■ Information
□ □ □ □ □

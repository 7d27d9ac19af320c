//! Completeness check of the domain triangulation.

use std::f64::consts::PI;

use crate::detectors::{Detector, check_skip};
use crate::mesh::MeshView;
use crate::mesh_error::MeshError;

/// Triangulation error of one mesh.
#[derive(Clone, Copy, Debug, PartialEq)]
pub struct TriangulationError {
    /// `1 - mesh_area / reference_area`: area lost by approximating the
    /// domain boundary with straight edges.
    pub boundary: f64,
    /// Fraction of the mesh area in skipped triangles.
    pub skipped: f64,
}

/// Compares the domain area covered by each mesh with a reference area.
///
/// The weight is ignored. Fails on any triangle without strictly positive
/// domain area.
#[derive(Clone, Debug)]
pub struct CheckTriangulationDetector {
    reference_area: f64,
    reports: Vec<TriangulationError>,
}

impl Default for CheckTriangulationDetector {
    /// Reference area of the unit disk.
    fn default() -> Self {
        Self {
            reference_area: PI,
            reports: Vec::new(),
        }
    }
}

impl CheckTriangulationDetector {
    pub fn new(reference_area: f64) -> Result<Self, MeshError> {
        if !(reference_area > 0.0 && reference_area.is_finite()) {
            return Err(MeshError::InvalidDetector(format!(
                "reference area must be positive, got {reference_area}"
            )));
        }
        Ok(Self {
            reference_area,
            reports: Vec::new(),
        })
    }

    pub fn reference_area(&self) -> f64 {
        self.reference_area
    }

    /// One entry per `add`, in call order.
    pub fn reports(&self) -> &[TriangulationError] {
        &self.reports
    }
}

impl Detector for CheckTriangulationDetector {
    fn add(&mut self, mesh: &MeshView<'_>, skip: &[bool], _weight: f64) -> Result<(), MeshError> {
        check_skip(mesh, skip)?;
        let areas = mesh.area_in_domain(mesh.simplices);
        if let Some((triangle, &area)) = areas.iter().enumerate().find(|(_, a)| !(**a > 0.0)) {
            return Err(MeshError::NonPositiveArea { triangle, area });
        }
        let mesh_area: f64 = areas.iter().sum();
        let skipped_area: f64 = areas
            .iter()
            .zip(skip)
            .filter_map(|(a, &s)| s.then_some(a))
            .sum();
        let report = TriangulationError {
            boundary: 1.0 - mesh_area / self.reference_area,
            skipped: skipped_area / mesh_area,
        };
        log::info!(
            "error of triangulation of mesh: {:5.3}% due to approx. of mesh boundary, \
             {:5.3}% due to skipped triangles",
            100.0 * report.boundary,
            100.0 * report.skipped
        );
        self.reports.push(report);
        Ok(())
    }

    fn show(&self) -> String {
        let worst = |f: fn(&TriangulationError) -> f64| {
            self.reports.iter().map(f).fold(0.0_f64, |m, e| m.max(e.abs()))
        };
        let summary = format!(
            "{} meshes checked; worst boundary error {:5.3}%, worst skipped area {:5.3}%",
            self.reports.len(),
            100.0 * worst(|r| r.boundary),
            100.0 * worst(|r| r.skipped),
        );
        log::info!("{summary}");
        summary
    }
}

□ □ □ □ □

■ About this task
Each line of the records must be reproduced exactly.

■ Solution to this exercise
repository 7d27d9ac19af320c
//! Completeness check of the domain triangulation.

use std::f64::consts::PI;

use crate::detectors::{Detector, check_skip};
use crate::mesh::MeshView;
use crate::mesh_error::MeshError;

/// Triangulation error of one mesh.
#[derive(Clone, Copy, Debug, PartialEq)]
pub struct TriangulationError {
    /// `1 - mesh_area / reference_area`: area lost by approximating the
    /// domain boundary with straight edges.
    pub boundary: f64,
    /// Fraction of the mesh area in skipped triangles.
    pub skipped: f64,
}

/// Compares the domain area covered by each mesh with a reference area.
///
/// The weight is ignored. Fails on any triangle without strictly positive
/// domain area.
#[derive(Clone, Debug)]
pub struct CheckTriangulationDetector {
    reference_area: f64,
    reports: Vec<TriangulationError>,
}

impl Default for CheckTriangulationDetector {
    /// Reference area of the unit disk.
    fn default() -> Self {
        Self {
            reference_area: PI,
            reports: Vec::new(),
        }
    }
}

impl CheckTriangulationDetector {
    pub fn new(reference_area: f64) -> Result<Self, MeshError> {
        if !(reference_area > 0.0 && reference_area.is_finite()) {
            return Err(MeshError::InvalidDetector(format!(
                "reference area must be positive, got {reference_area}"
            )));
        }
        Ok(Self {
            reference_area,
            reports: Vec::new(),
        })
    }

    pub fn reference_area(&self) -> f64 {
        self.reference_area
    }

    /// One entry per `add`, in call order.
    pub fn reports(&self) -> &[TriangulationError] {
        &self.reports
    }
}

impl Detector for CheckTriangulationDetector {
    fn add(&mut self, mesh: &MeshView<'_>, skip: &[bool], _weight: f64) -> Result<(), MeshError> {
        check_skip(mesh, skip)?;
        let areas = mesh.area_in_domain(mesh.simplices);
        if let Some((triangle, &area)) = areas.iter().enumerate().find(|(_, a)| !(**a > 0.0)) {
            return Err(MeshError::NonPositiveArea { triangle, area });
        }
        let mesh_area: f64 = areas.iter().sum();
        let skipped_area: f64 = areas
            .iter()
            .zip(skip)
            .filter_map(|(a, &s)| s.then_some(a))
            .sum();
        let report = TriangulationError {
            boundary: 1.0 - mesh_area / self.reference_area,
            skipped: skipped_area / mesh_area,
        };
        log::info!(
            "error of triangulation of mesh: {:5.3}% due to approx. of mesh boundary, \
             {:5.3}% due to skipped triangles",
            100.0 * report.boundary,
            100.0 * report.skipped
        );
        self.reports.push(report);
        Ok(())
    }

    fn show(&self) -> String {
        let worst = |f: fn(&TriangulationError) -> f64| {
            self.reports.iter().map(f).fold(0.0_f64, |m, e| m.max(e.abs()))
        };
        let summary = format!(
            "{} meshes checked; worst boundary error {:5.3}%, worst skipped area {:5.3}%",
            self.reports.len(),
            100.0 * worst(|r| r.boundary),
            100.0 * worst(|r| r.skipped),
        );
        log::info!("{summary}");
        summary
    }
}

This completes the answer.